RICHMOND – Legislation that would establish a grant program of up to $4.6 million to support the recruitment and training of employees at medical glove manufacturer Blue Star NBR’s new nitrile glove production facility in Wythe County is on a fast track to making it to Gov. Glenn Youngkin’s desk after a Senate panel gave it preliminary approval Tuesday.
House Bill 186, a measure sponsored by Del. Jeff Campbell, R-Smyth County, that would make these grant dollars available through the Virginia Talent Accelerator Program, advanced in the Senate Finance and Appropriations Committee by a 15-0 vote just days after its companion piece – Senate Bill 595 by Sen. Todd Pillion, R-Washington County, had passed the Senate by a unanimous vote.
“This was the easiest 30 seconds I’ve ever spent in the Senate,” Campbell told the committee Tuesday after the body had approved his proposal in under a minute.
Earlier this month, he had urged the House of Delegates to support the measure because domestic supply of personal protective equipment during the COVID-19 pandemic had been “woefully inadequate” in the U.S., and that in recent years, “we’ve been under a very dark cloud of a pandemic of monumental proportions and potentially unseen in modern history.”

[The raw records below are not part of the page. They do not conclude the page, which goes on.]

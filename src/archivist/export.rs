use crate::model::Tick;

/// Renders ticks as CSV bytes (header + rows). Parquet export from the
/// original service is dropped here — no columnar crate is part of the
/// aligned dependency stack; see `DESIGN.md`.
pub fn ticks_to_csv(symbol: &str, ticks: &[Tick]) -> Vec<u8> {
    let mut out = String::from("symbol,trade_id,price,qty,timestamp,is_buyer_maker\n");
    for tick in ticks {
        out.push_str(&format!(
            "{},{},{},{},{},{}\n",
            symbol,
            tick.trade_id,
            tick.price,
            tick.qty,
            tick.timestamp_ms,
            if tick.is_buyer_maker { 1 } else { 0 },
        ));
    }
    out.into_bytes()
}

pub fn ticks_to_json(symbol: &str, ticks: &[Tick]) -> crate::error::Result<Vec<u8>> {
    let rows: Vec<serde_json::Value> = ticks
        .iter()
        .map(|t| {
            serde_json::json!({
                "symbol": symbol,
                "trade_id": t.trade_id,
                "price": t.price,
                "qty": t.qty,
                "timestamp": t.timestamp_ms,
                "is_buyer_maker": t.is_buyer_maker,
            })
        })
        .collect();
    serde_json::to_vec(&rows)
        .map_err(|e| crate::error::PipelineError::Parse(format!("export serialization error: {e}")))
}

#[cfg(test)]
mod tests {
    use super::*;

    fn sample_tick() -> Tick {
        Tick {
            trade_id: 1,
            price: 100.0,
            qty: 0.5,
            timestamp_ms: 1_700_000_000_000,
            is_buyer_maker: true,
        }
    }

    #[test]
    fn csv_export_has_header_and_one_row_per_tick() {
        let csv = ticks_to_csv("BTCUSDT", &[sample_tick(), sample_tick()]);
        let text = String::from_utf8(csv).unwrap();
        assert_eq!(text.lines().count(), 3);
        assert!(text.starts_with("symbol,trade_id"));
    }

    #[test]
    fn json_export_round_trips_field_count() {
        let json = ticks_to_json("BTCUSDT", &[sample_tick()]).unwrap();
        let parsed: serde_json::Value = serde_json::from_slice(&json).unwrap();
        assert_eq!(parsed.as_array().unwrap().len(), 1);
    }
}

The plan by Blue Star Manufacturing and American Glove Innovations (AGI) to invest $714 million in a new production facility in Wythe County – which then-Gov. Ralph Northam last fall touted as the largest manufacturing job announcement in Virginia in the last 30 years – could potentially be a game changer for domestic production of nitrile gloves and the nitrile butadiene rubber needed to make them. The company has vowed to bring nearly 2,500 new jobs to the region in the next few years.
With approval by the Senate’s main money committee, Campbell’s measure will likely be on the Senate floor later this week.
Democrats defeat proposal that required absentee voters to mail in their ballots or deliver them to registrars
The Senate Privileges and Elections Committee by a 8-6 party-line vote effectively killed a measure that would have made it more difficult for absentee voters to cast their ballots. House Bill 34 – sponsored by Del. Ronnie Campbell, R-Rockbridge County – called for a statewide repeal of the many drop-off locations for the return of absentee ballots. The panel approved the motion to pass the bill by definitely without discussion.
In the two major elections in Virginia in the midst of the pandemic – the 2020 presidential election and the 2021 gubernatorial – a record breaking 4 million Virginians voted absentee. Campbell told a Republican-led House panel earlier this month that local registrars in his district had asked him to file legislation that would remove the drop-off locations from the election process, instead requiring voters to deliver their ballots by mail or directly to a registrar.
Campbell’s measure passed the House by a 52-47 party-line vote 10 days later, but it was all but certain to fail in the Senate, where Democrats still hold a 21-19 majority and control the committees.
Campbell’s bill is one of almost two dozen measures aiming to restrict or limit absentee voting that cleared the House before crossover, the session’s midpoint. None of them are expected to make it out of the Senate.